> _PROBLEM TO WORK ON_
The answer is a single number: the count of lines in the records below that contain the word "only".

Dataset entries

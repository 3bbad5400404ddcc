//! Main ledger orchestration layer
//!
//! This module ties the immutable [`Chain`] to a mutable mempool and
//! exposes the operations the application drives: submit, mine, verify,
//! and balance lookup.
//!
//! # Example
//!
//! ```
//! use trust_ledger::{Address, Ledger, LedgerConfig, Transaction, TransactionType};
//!
//! # fn main() -> trust_ledger::Result<()> {
//! let mut ledger = Ledger::new(LedgerConfig::default())?;
//! let worker = Address::new("worker-1");
//!
//! ledger.add_transaction(Transaction::new(
//!     TransactionType::GigAccept,
//!     Address::network(),
//!     worker.clone(),
//!     5,
//!     serde_json::json!({ "gig": "ride-7" }),
//! ))?;
//! ledger.mine_pending_transactions(&worker)?;
//!
//! assert_eq!(ledger.balance_of(&worker), 5);
//! # Ok(())
//! # }
//! ```

use crate::{
    chain::{append_block, Chain},
    types::{Address, Block, Transaction},
    LedgerConfig, Metrics, Result,
};
use chrono::Utc;

/// Trust-point ledger: chain plus mempool
#[derive(Debug)]
pub struct Ledger {
    /// Mined blocks
    chain: Chain,

    /// Pending transactions in submission order
    pending: Vec<Transaction>,

    /// Configuration
    config: LedgerConfig,

    /// Optional metrics sink
    metrics: Option<Metrics>,
}

impl Ledger {
    /// Create a ledger holding only the genesis block
    pub fn new(config: LedgerConfig) -> Result<Self> {
        config.validate()?;

        let chain = Chain::genesis(config.genesis_timestamp_ms, config.hash_algorithm);

        tracing::info!(
            difficulty = config.difficulty,
            hash_algorithm = %config.hash_algorithm,
            genesis_hash = %chain.latest_block().hash,
            "Trust ledger created"
        );

        Ok(Self {
            chain,
            pending: Vec::new(),
            config,
            metrics: None,
        })
    }

    /// Attach a metrics collector
    pub fn with_metrics(mut self, metrics: Metrics) -> Self {
        self.metrics = Some(metrics);
        self
    }

    /// Submit a transaction to the mempool
    ///
    /// Rejects transactions without `from` or `to`. Nothing else is
    /// checked: no balance sufficiency, no duplicate ids, no signatures.
    pub fn add_transaction(&mut self, transaction: Transaction) -> Result<()> {
        if let Err(e) = transaction.validate() {
            tracing::warn!(tx_id = %transaction.id, error = %e, "Transaction rejected");
            if let Some(ref metrics) = self.metrics {
                metrics.record_rejection();
            }
            return Err(e);
        }

        tracing::debug!(
            tx_id = %transaction.id,
            tx_type = %transaction.tx_type,
            to = %transaction.to,
            points = transaction.points,
            "Transaction queued"
        );

        self.pending.push(transaction);

        if let Some(ref metrics) = self.metrics {
            metrics.record_transaction(self.pending.len());
        }

        Ok(())
    }

    /// Mine every pending transaction into one new block
    ///
    /// The mempool is flushed even when empty, producing an empty block;
    /// callers that want to skip empty blocks check
    /// [`Ledger::pending_transactions`] first. `reward_address` is
    /// recorded in the log only; no reward transaction is created. An
    /// unreachable difficulty fails before the mempool is touched.
    pub fn mine_pending_transactions(&mut self, reward_address: &Address) -> Result<Block> {
        self.chain
            .algorithm()
            .check_difficulty(self.config.difficulty)?;

        let transactions = std::mem::take(&mut self.pending);
        let tx_count = transactions.len();

        self.chain = append_block(
            &self.chain,
            transactions,
            Utc::now().timestamp_millis(),
            self.config.difficulty,
        )?;

        let block = self.chain.latest_block().clone();

        tracing::info!(
            block_height = self.chain.len() - 1,
            tx_count,
            nonce = block.nonce,
            hash = %block.hash,
            miner = %reward_address,
            "Block appended"
        );

        if let Some(ref metrics) = self.metrics {
            metrics.record_block_mined(block.nonce);
        }

        Ok(block)
    }

    /// Verify hash integrity and linkage of the whole chain
    pub fn is_chain_valid(&self) -> bool {
        self.chain.is_valid()
    }

    /// Trust-point balance over mined blocks (pending excluded)
    pub fn balance_of(&self, address: &Address) -> i64 {
        self.chain.balance_of(address)
    }

    /// Mined transactions touching `address`
    pub fn history(&self, address: &Address) -> Vec<Transaction> {
        self.chain.history(address).into_iter().cloned().collect()
    }

    /// Pending transactions in submission order
    pub fn pending_transactions(&self) -> &[Transaction] {
        &self.pending
    }

    /// Current chain value
    pub fn chain(&self) -> &Chain {
        &self.chain
    }

    /// Tip of the chain
    pub fn latest_block(&self) -> &Block {
        self.chain.latest_block()
    }

    /// Configuration in use
    pub fn config(&self) -> &LedgerConfig {
        &self.config
    }
}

> _ANSWER FOR THIS EXERCISE_
2